The Chronicle of Higher Education
From the issue dated May 28, 2004

CO-AUTHOR FOR SALE: In a society devoted to "reality shows" and rampant commodification, it had to happen some time. Late last month an independent scientist auctioned off his services as a co-author on eBay, with the promise of helping the highest bidder write a scientific paper for publication. The offer even had the added allure of a linkage with the legendary mathematician Paul Erdös.


But a few researchers saw the online auction as a net negative. Jose Burillo, an associate professor of mathematics at the Polytechnic University of Catalonia, in Spain, entered a fake, inflated bid of more than $1,000 in hopes of stopping the auction. "Nobody should pay anybody for writing or collaborating on a scientific project," he says. "This could open the door to many unethical problems."

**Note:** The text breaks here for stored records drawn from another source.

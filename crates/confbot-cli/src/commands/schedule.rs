use std::path::PathBuf;

use clap::Subcommand;

use super::{CliResult, Context};

#[derive(Subcommand)]
pub enum ScheduleAction {
    /// List all events in schedule order
    List {
        /// Print JSON instead of plain text
        #[arg(long)]
        json: bool,
    },
    /// Validate a snapshot file without using it
    Check {
        /// Snapshot to validate
        path: PathBuf,
    },
}

pub fn run(ctx: &Context, action: ScheduleAction) -> CliResult {
    match action {
        ScheduleAction::List { json } => {
            let schedule = ctx.load_schedule()?;
            if json {
                println!("{}", serde_json::to_string_pretty(schedule.all())?);
                return Ok(());
            }
            let formatter = ctx.config.formatter();
            for day in schedule.days() {
                println!("{}", formatter.day_label(day));
                for event in schedule.events_on(day) {
                    println!(
                        "  {:02}:{:02} {:>4}m  {:<14} {}",
                        event.start_minutes() / 60,
                        event.start_minutes() % 60,
                        event.duration_minutes(),
                        event.track(),
                        event.name()
                    );
                }
            }
        }
        ScheduleAction::Check { path } => {
            let schedule = ctx.load_schedule_from(&path)?;
            println!(
                "ok: {} events over {} days",
                schedule.len(),
                schedule.days().len()
            );
        }
    }
    Ok(())
}
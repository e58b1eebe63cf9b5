use thiserror::Error;

/// Errors related to session lookup.
///
/// Expired sessions are indistinguishable from unknown ones on purpose:
/// the caller's remedy ("please start a new session") is the same.
#[derive(Debug, Error, PartialEq, Eq)]
pub enum SessionError {
    #[error("session not found")]
    NotFound,
}

/// Malformed-request errors with a field-level reason.
///
/// Safe for developer consumption; never shown to the child.
#[derive(Debug, Error, PartialEq, Eq)]
pub enum ValidationError {
    #[error("{field}: {reason}")]
    Field {
        field: &'static str,
        reason: &'static str,
    },
}

impl ValidationError {
    pub fn field(field: &'static str, reason: &'static str) -> Self {
        ValidationError::Field { field, reason }
    }
}

/// Errors from the local transcript log.
#[derive(Debug, Error)]
pub enum LogError {
    #[error("encryption failed")]
    EncryptionFailed,

    #[error("decryption failed")]
    DecryptionFailed,

    #[error("invalid ciphertext: too short")]
    CiphertextTooShort,

    #[error("invalid log key: {0}")]
    InvalidKey(String),

    #[error("storage error: {0}")]
    Storage(String),
}

#[cfg(test)]
mod tests {
    use super::*;

    #[test]
    fn test_session_error_display() {
        assert_eq!(SessionError::NotFound.to_string(), "session not found");
    }

    #[test]
    fn test_validation_error_display() {
        let err = ValidationError::field("age", "must be between 3 and 11");
        assert_eq!(err.to_string(), "age: must be between 3 and 11");
    }
}
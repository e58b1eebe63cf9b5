//! Application error type mapping to HTTP status codes.
//!
//! Only the error classes a developer-facing client can act on are
//! mapped here; anything child-facing (quota denial, safety block,
//! upstream failure) degrades to a normal 200 reply in the chat
//! handler instead of reaching this type.

use axum::http::StatusCode;
use axum::response::{IntoResponse, Response};
use serde_json::json;

use cubby_types::error::ValidationError;

/// Application-level error that maps to HTTP responses.
#[derive(Debug)]
pub enum AppError {
    /// Unknown or expired session id.
    SessionNotFound,
    /// Malformed request with a field-level reason.
    Validation(String),
    /// Generic internal error. The message is child-safe; detail goes
    /// to the internal log only.
    Internal,
}

impl From<ValidationError> for AppError {
    fn from(e: ValidationError) -> Self {
        AppError::Validation(e.to_string())
    }
}

impl IntoResponse for AppError {
    fn into_response(self) -> Response {
        let (status, code, message) = match &self {
            AppError::SessionNotFound => (
                StatusCode::NOT_FOUND,
                "SESSION_NOT_FOUND",
                "Session not found, please start a new session".to_string(),
            ),
            AppError::Validation(msg) => {
                (StatusCode::BAD_REQUEST, "VALIDATION_ERROR", msg.clone())
            }
            AppError::Internal => (
                StatusCode::INTERNAL_SERVER_ERROR,
                "INTERNAL_ERROR",
                "Something went wrong, please try again".to_string(),
            ),
        };

        let body = json!({
            "errors": [{
                "code": code,
                "message": message,
            }]
        });

        (status, axum::Json(body)).into_response()
    }
}

#[cfg(test)]
mod tests {
    use super::*;

    #[test]
    fn test_session_not_found_is_404() {
        let response = AppError::SessionNotFound.into_response();
        assert_eq!(response.status(), StatusCode::NOT_FOUND);
    }

    #[test]
    fn test_validation_is_400() {
        let response = AppError::Validation("age: must be between 3 and 11".to_string())
            .into_response();
        assert_eq!(response.status(), StatusCode::BAD_REQUEST);
    }
}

The auction began as a bit of fun, admits William A. Tozier, a consultant in Ann Arbor, Mich., who specializes in machine learning and artificial-intelligence research. "I undertook it as a combination of a joke and conceptual art and a bit of an experiment in social networks," he says. The idea builds on the reputation of Erdös, a Hungarian mathematician who died in 1996. A prolific researcher, with more than 1,400 published papers, he spent the last several decades of his life moving from one colleague's house to another's, staying for extended periods at each place and collaborating on solving problems.

In honor of the eccentric researcher, many mathematicians started calculating the intellectual connections that separated them from Erdös -- the scholarly equivalent of the "Six Degrees of Kevin Bacon" game. A person who has written a paper directly with Erdös has an Erdös number of 1. A researcher who published with an Erdös co-author would have an Erdös number of 2, and so on.

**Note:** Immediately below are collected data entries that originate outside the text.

//! Kid profile captured at parent setup.
//!
//! The profile is the *only* personal data Cubby ever holds, it lives
//! in process memory for the session lifetime, and it is immutable
//! after setup.

use serde::{Deserialize, Serialize};

use crate::error::ValidationError;

/// Maximum length of the kid's display name.
pub const MAX_KID_NAME_LEN: usize = 40;
/// Maximum length of the buddy's display name.
pub const MAX_BUDDY_NAME_LEN: usize = 30;
/// Supported age range, inclusive.
pub const MIN_AGE: u8 = 3;
pub const MAX_AGE: u8 = 11;

/// Profile captured at setup: name, age, and what the child calls
/// their buddy. No other personal data is retained anywhere.
#[derive(Debug, Clone, PartialEq, Eq, Serialize, Deserialize)]
pub struct KidProfile {
    pub kid_name: String,
    pub age: u8,
    pub buddy_name: String,
}

impl KidProfile {
    /// Validate profile bounds before a session is created.
    pub fn validate(&self) -> Result<(), ValidationError> {
        if self.kid_name.trim().is_empty() {
            return Err(ValidationError::field("kid_name", "must not be empty"));
        }
        if self.kid_name.chars().count() > MAX_KID_NAME_LEN {
            return Err(ValidationError::field("kid_name", "too long (max 40 chars)"));
        }
        if !(MIN_AGE..=MAX_AGE).contains(&self.age) {
            return Err(ValidationError::field("age", "must be between 3 and 11"));
        }
        if self.buddy_name.trim().is_empty() {
            return Err(ValidationError::field("buddy_name", "must not be empty"));
        }
        if self.buddy_name.chars().count() > MAX_BUDDY_NAME_LEN {
            return Err(ValidationError::field(
                "buddy_name",
                "too long (max 30 chars)",
            ));
        }
        Ok(())
    }
}

#[cfg(test)]
mod tests {
    use super::*;

    fn profile() -> KidProfile {
        KidProfile {
            kid_name: "Alex".to_string(),
            age: 7,
            buddy_name: "Sparkle".to_string(),
        }
    }

    #[test]
    fn test_valid_profile() {
        assert!(profile().validate().is_ok());
    }

    #[test]
    fn test_empty_kid_name_rejected() {
        let mut p = profile();
        p.kid_name = "   ".to_string();
        assert!(p.validate().is_err());
    }

    #[test]
    fn test_age_bounds() {
        let mut p = profile();
        p.age = 2;
        assert!(p.validate().is_err());
        p.age = 3;
        assert!(p.validate().is_ok());
        p.age = 11;
        assert!(p.validate().is_ok());
        p.age = 12;
        assert!(p.validate().is_err());
    }

    #[test]
    fn test_kid_name_length_bounds() {
        let mut p = profile();
        p.kid_name = "k".repeat(MAX_KID_NAME_LEN);
        assert!(p.validate().is_ok());
        p.kid_name = "k".repeat(MAX_KID_NAME_LEN + 1);
        assert!(p.validate().is_err());
    }

    #[test]
    fn test_long_buddy_name_rejected() {
        let mut p = profile();
        p.buddy_name = "b".repeat(MAX_BUDDY_NAME_LEN + 1);
        assert!(p.validate().is_err());
    }
}
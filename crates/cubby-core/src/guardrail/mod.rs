//! Safety and privacy guardrails applied around every model call.
//!
//! Three independent pieces compose into the pipeline:
//! - [`redact`] scrubs PII from free text *before* it crosses the
//!   network boundary
//! - [`bucket`] enforces the per-session daily token quota
//! - [`emotion`] maps replies into the closed emotion taxonomy

pub mod bucket;
pub mod emotion;
pub mod redact;
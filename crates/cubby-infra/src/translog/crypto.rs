//! AES-256-GCM encryption for transcript rows at rest.
//!
//! Encrypted format: `nonce (12 bytes) || ciphertext`.
//!
//! SECURITY: Error types never contain plaintext or key material.

use aes_gcm::aead::{Aead, KeyInit, OsRng};
use aes_gcm::{AeadCore, Aes256Gcm, Nonce};
use secrecy::{ExposeSecret, SecretString};

use cubby_types::error::LogError;

/// Nonce size for AES-256-GCM (96 bits / 12 bytes).
const NONCE_SIZE: usize = 12;

/// AES-256-GCM encryption for transcript rows.
///
/// Each encryption call generates a random 12-byte nonce, prepended to
/// the ciphertext, so re-encrypting the same turn never produces the
/// same bytes.
pub struct LogCrypto {
    cipher: Aes256Gcm,
}

impl LogCrypto {
    /// Create a LogCrypto from a raw 32-byte key.
    pub fn new(key: &[u8; 32]) -> Self {
        Self {
            cipher: Aes256Gcm::new(key.into()),
        }
    }

    /// Create a LogCrypto from a 64-char hex key (the `CUBBY_LOG_KEY`
    /// env format).
    pub fn from_hex_key(hex_key: &SecretString) -> Result<Self, LogError> {
        let bytes = hex_decode(hex_key.expose_secret()).map_err(LogError::InvalidKey)?;
        if bytes.len() != 32 {
            return Err(LogError::InvalidKey(format!(
                "expected 32 bytes, got {}",
                bytes.len()
            )));
        }
        let mut key = [0u8; 32];
        key.copy_from_slice(&bytes);
        Ok(Self::new(&key))
    }

    /// Generate a fresh random key.
    ///
    /// Used when no key is configured: the log stays encrypted on disk
    /// but becomes unreadable after restart, which is an acceptable
    /// default for a transcript that expires in days anyway.
    pub fn ephemeral() -> Self {
        use aes_gcm::aead::rand_core::RngCore;
        let mut key = [0u8; 32];
        OsRng.fill_bytes(&mut key);
        Self::new(&key)
    }

    /// Encrypt plaintext. Returns `nonce (12 bytes) || ciphertext`.
    pub fn encrypt(&self, plaintext: &[u8]) -> Result<Vec<u8>, LogError> {
        let nonce = Aes256Gcm::generate_nonce(&mut OsRng);
        let ciphertext = self
            .cipher
            .encrypt(&nonce, plaintext)
            .map_err(|_| LogError::EncryptionFailed)?;

        let mut result = Vec::with_capacity(NONCE_SIZE + ciphertext.len());
        result.extend_from_slice(&nonce);
        result.extend_from_slice(&ciphertext);
        Ok(result)
    }

    /// Decrypt data produced by [`encrypt`](Self::encrypt).
    pub fn decrypt(&self, data: &[u8]) -> Result<Vec<u8>, LogError> {
        if data.len() < NONCE_SIZE {
            return Err(LogError::CiphertextTooShort);
        }

        let (nonce_bytes, ciphertext) = data.split_at(NONCE_SIZE);
        let nonce = Nonce::from_slice(nonce_bytes);

        self.cipher
            .decrypt(nonce, ciphertext)
            .map_err(|_| LogError::DecryptionFailed)
    }
}

/// Hex-decode a string to bytes.
fn hex_decode(s: &str) -> Result<Vec<u8>, String> {
    if s.len() % 2 != 0 {
        return Err("odd length hex string".to_string());
    }
    (0..s.len())
        .step_by(2)
        .map(|i| {
            u8::from_str_radix(&s[i..i + 2], 16)
                .map_err(|e| format!("invalid hex at position {i}: {e}"))
        })
        .collect()
}

#[cfg(test)]
mod tests {
    use super::*;

    fn test_key() -> [u8; 32] {
        let mut key = [0u8; 32];
        for (i, byte) in key.iter_mut().enumerate() {
            *byte = i as u8;
        }
        key
    }

    #[test]
    fn test_encrypt_decrypt_roundtrip() {
        let crypto = LogCrypto::new(&test_key());
        let plaintext = b"my kid asked about volcanoes";

        let encrypted = crypto.encrypt(plaintext).unwrap();
        let decrypted = crypto.decrypt(&encrypted).unwrap();

        assert_eq!(decrypted, plaintext);
    }

    #[test]
    fn test_random_nonce_produces_different_ciphertexts() {
        let crypto = LogCrypto::new(&test_key());
        let encrypted1 = crypto.encrypt(b"same turn").unwrap();
        let encrypted2 = crypto.encrypt(b"same turn").unwrap();
        assert_ne!(encrypted1, encrypted2);
    }

    #[test]
    fn test_decrypt_with_wrong_key_fails() {
        let crypto1 = LogCrypto::new(&test_key());
        let mut wrong_key = test_key();
        wrong_key[0] = 0xFF;
        let crypto2 = LogCrypto::new(&wrong_key);

        let encrypted = crypto1.encrypt(b"turn data").unwrap();
        let result = crypto2.decrypt(&encrypted);
        assert!(matches!(result.unwrap_err(), LogError::DecryptionFailed));
    }

    #[test]
    fn test_ciphertext_too_short() {
        let crypto = LogCrypto::new(&test_key());
        let result = crypto.decrypt(&[0u8; 5]);
        assert!(matches!(result.unwrap_err(), LogError::CiphertextTooShort));
    }

    #[test]
    fn test_from_hex_key() {
        let hex: String = test_key().iter().map(|b| format!("{b:02x}")).collect();
        let crypto = LogCrypto::from_hex_key(&SecretString::from(hex)).unwrap();
        let reference = LogCrypto::new(&test_key());

        let encrypted = crypto.encrypt(b"hello").unwrap();
        assert_eq!(reference.decrypt(&encrypted).unwrap(), b"hello");
    }

    #[test]
    fn test_from_hex_key_rejects_bad_input() {
        assert!(LogCrypto::from_hex_key(&SecretString::from("abc")).is_err());
        assert!(LogCrypto::from_hex_key(&SecretString::from("zz".repeat(32))).is_err());
        assert!(LogCrypto::from_hex_key(&SecretString::from("ab".repeat(16))).is_err());
    }

    #[test]
    fn test_ephemeral_keys_are_independent() {
        let crypto1 = LogCrypto::ephemeral();
        let crypto2 = LogCrypto::ephemeral();
        let encrypted = crypto1.encrypt(b"kid stuff").unwrap();
        assert!(crypto2.decrypt(&encrypted).is_err());
    }
}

Mr. Tozier, who says he has published only one paper in the peer-reviewed literature, has an Erdös number of 4. So he decided to auction off his services, the use of which would earn the winner an Erdös number of 5 if a journal were to publish a paper resulting from the collaboration. He promised to provide up to 40 hours of his time for the project.

Although born in jest, the auction quickly took on a serious purpose, says Mr. Tozier. About 50 prospective bidders contacted him by phone or e-mail, many expressing a frustrated desire to conduct research. "It was clear there was this huge suite of complaints that all arose from people wanting to participate and not having an outlet to participate," he says. Some were graduate students or young faculty members who didn't have the time or the gumption to work outside their own specialties. Others were intellectually motivated people employed outside academe who wanted to solve certain research problems.

People saw real value in the service, says Mr. Tozier: "There's this whole constellation of things they could get from it. They could get credentials. They would get the ability to have their questions actually answered."

The idea offended Mr. Burillo, however. The Spanish mathematician was originally angered because he thought that Mr. Tozier was auctioning a fully formed paper that would require little or no work by the winner. Many scholars in Hungary and other parts of Eastern Europe take Erdös numbers seriously, says Mr. Burillo, and publications are the measure by which researchers are judged. "I have won the auction," he wrote on a Weblog. "Not because I intend to pay or to collaborate with the seller -- my Erdös number is already 3 -- but to stop the mockery this person is doing of the paper/journal system, and also to stop some poor soul who may be in need of a joint paper for his tenure case."

Mr. Burillo now understands that the auction was for a true collaboration, not simply a chance to add a name to a paper. But he still objects to adding money to the research equation. "If you're collaborating, then nobody should pay," he says. "If one of them is paying, then that's not collaborating."

If someone outside academe contacted him and asked him for help doing research, he says, he might help, depending on the circumstances. "If the ideas are important enough to merit a paper, then I wouldn't charge for it," he says. "And if they're not, then I shouldn't do it."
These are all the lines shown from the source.